In a statement, HRC spokesperson Mweelwa Muleya, who was commenting on the alleged abuse of an 11-year-old girl in Lusaka, stated that the continued harm suffered by victims of torture, especially vulnerable members of society like children, needed to remind government about the need to enhance the right to protection against torture by enacting the law.
“The HRC remains deeply concerned that perpetrators of acts of torture continue being charged with lesser offences of assault than the grave nature of torture because of the absence of the law criminalising torture in Zambia. To this effect, the Commission strongly urges government to speed up the process of enacting the law criminalising torture in Zambia to provide appropriate punishment to perpetrators, and remedies to victims of torture. It is deeply concerning that because of the absence of an Anti-Torture Act in Zambia, individuals who commit heinous acts of torture continue being charged with lesser offences of Common Assault and Assaults Occasioning Actual Bodily Harm as provided for under Sections 247 and 248 of the Penal Code Act, Chapter 87 of the Laws of Zambia,” Muleya stated.

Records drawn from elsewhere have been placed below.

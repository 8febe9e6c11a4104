//! Listener fan-out state machine.
//!
//! Each listener tick runs under the source lock and dispatches on the
//! client's check-buffer state: response head, intro file, live queue,
//! paused, or waiting out a coordinated transition. The queue states hold
//! one logical reference on the block the cursor sits on; every transition
//! that abandons a block releases it.

use std::sync::Arc;

use parking_lot::MutexGuard;

use crate::admission;
use crate::client::{CheckBuffer, Client, ClientHandle, ClientOp};
use crate::engine::Engine;
use crate::format::{write_refbuf_to_client, StreamDetails};
use crate::queue::{BlockFlags, RefBlock};
use crate::source::{Source, SourceFlags, SourceInner};
use crate::utils::now_millis;
use crate::worker::{balance, Tick};

/// Intro file read chunk.
const INTRO_CHUNK: usize = 4096;

/// How long a paused listener waits for its source to return, ms.
const PAUSE_DEADLINE_MS: u64 = 15_000;

/// Outcome of one check-buffer dispatch.
enum Run {
    /// Bytes moved (0 = state advanced without output).
    Wrote(usize),
    /// Cannot progress now; `schedule_ms` says when to retry.
    Blocked,
    /// The cursor fell off the queue tail.
    Slow,
    /// Unrecoverable; release the listener.
    Drop(&'static str),
}
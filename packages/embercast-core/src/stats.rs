//! Published counters for mounts and the server.
//!
//! A flat keyed store the stats/YP/admin layers read from. Writers update
//! it from inside the source lock, so values for one mount are linearised;
//! readers take point-in-time snapshots. The special `global` namespace
//! carries server-wide counters.

use dashmap::DashMap;
use serde_json::{json, Value};

/// Namespace for server-wide counters.
pub const GLOBAL: &str = "global";

/// Keyed counter store, one namespace per mount plus [`GLOBAL`].
#[derive(Default)]
pub struct Stats {
    namespaces: DashMap<String, serde_json::Map<String, Value>>,
}

impl Stats {
    pub fn new() -> Self {
        Self::default()
    }

    /// Sets one value under a mount's namespace.
    pub fn set(&self, mount: &str, key: &str, value: impl Into<Value>) {
        self.namespaces
            .entry(mount.to_string())
            .or_default()
            .insert(key.to_string(), value.into());
    }

    /// Sets one server-wide value.
    pub fn set_global(&self, key: &str, value: impl Into<Value>) {
        self.set(GLOBAL, key, value);
    }

    /// Adds a signed delta to a numeric counter, creating it at the delta.
    pub fn add(&self, mount: &str, key: &str, delta: i64) {
        let mut ns = self.namespaces.entry(mount.to_string()).or_default();
        let current = ns.get(key).and_then(Value::as_i64).unwrap_or(0);
        ns.insert(key.to_string(), json!(current + delta));
    }

    pub fn get(&self, mount: &str, key: &str) -> Option<Value> {
        self.namespaces.get(mount).and_then(|ns| ns.get(key).cloned())
    }

    /// Point-in-time snapshot of one namespace as a JSON object.
    pub fn snapshot(&self, mount: &str) -> Option<Value> {
        self.namespaces
            .get(mount)
            .map(|ns| Value::Object(ns.clone()))
    }

    /// Drops a mount's namespace after the source is freed.
    pub fn remove_mount(&self, mount: &str) {
        self.namespaces.remove(mount);
    }

    pub fn mounts(&self) -> Vec<String> {
        self.namespaces.iter().map(|e| e.key().clone()).collect()
    }
}

#[cfg(test)]
mod tests {
    use super::*;

    #[test]
    fn set_and_snapshot_round_trip() {
        let stats = Stats::new();
        stats.set("/live", "listeners", 3);
        stats.set("/live", "server_name", "test");
        let snap = stats.snapshot("/live").unwrap();
        assert_eq!(snap["listeners"], json!(3));
        assert_eq!(snap["server_name"], json!("test"));
    }

    #[test]
    fn add_accumulates_from_zero() {
        let stats = Stats::new();
        stats.add(GLOBAL, "sources", 1);
        stats.add(GLOBAL, "sources", 1);
        stats.add(GLOBAL, "sources", -1);
        assert_eq!(stats.get(GLOBAL, "sources"), Some(json!(1)));
    }

    #[test]
    fn removed_mount_disappears() {
        let stats = Stats::new();
        stats.set("/live", "listeners", 1);
        stats.remove_mount("/live");
        assert!(stats.snapshot("/live").is_none());
    }
}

“The lack of a an Act of Parliament criminalising torture in Zambia has also made it difficult for actors in the criminal justice system to invoke Article 15 of the Constitution of Zambia, Chapter 1 of the laws of Zambia, which prohibits torture. There is currently no law that criminalises and defines torture and provides penalties and remedies for acts of torture in Zambia, making it difficulties for law enforcement officers, prosecutors and the courts of law to invoke Article 15 of the Constitution of Zambia. It is the desire of the Commission that the Bill criminalising torture in Zambia will be enacted into law by the end of 2019, and that such a law should broaden the definition of torture to include acts committed by private individuals instead of only focusing on public officers. Acts of torture and other cruel, inhuman or degrading treatment or punishment are a gross violation of human rights and absolutely prohibited and punishable under international human rights law,” he stated.
Meanwhile, Muleya wondered why Zambia has still had not domesticated the United Nations Convention Against Torture (UNCAT) Act 30 years following its ratification.
“Article 4 of the United Nations Convention Against Torture and Other Cruel, Inhuman or Degrading Treatment or Punishment (UNCAT) obliges State parties, such as Zambia, to enact laws that criminalise acts of torture and make such offences punishable by appropriate penalties which take into account the grave nature of torture. Zambia ratified the UNCAT 30 years ago in 1989, but she has not yet domesticated it by enacting national legislation to give legal effect to the global anti-torture law in Zambia. Although the Commission acknowledges the positive step taken by the government by drafting the Anti-Torture Bill, which was adopted in principle by Cabinet on 4th December, 2017, the apparent slow enactment process is deeply worrying,” stated Muleya.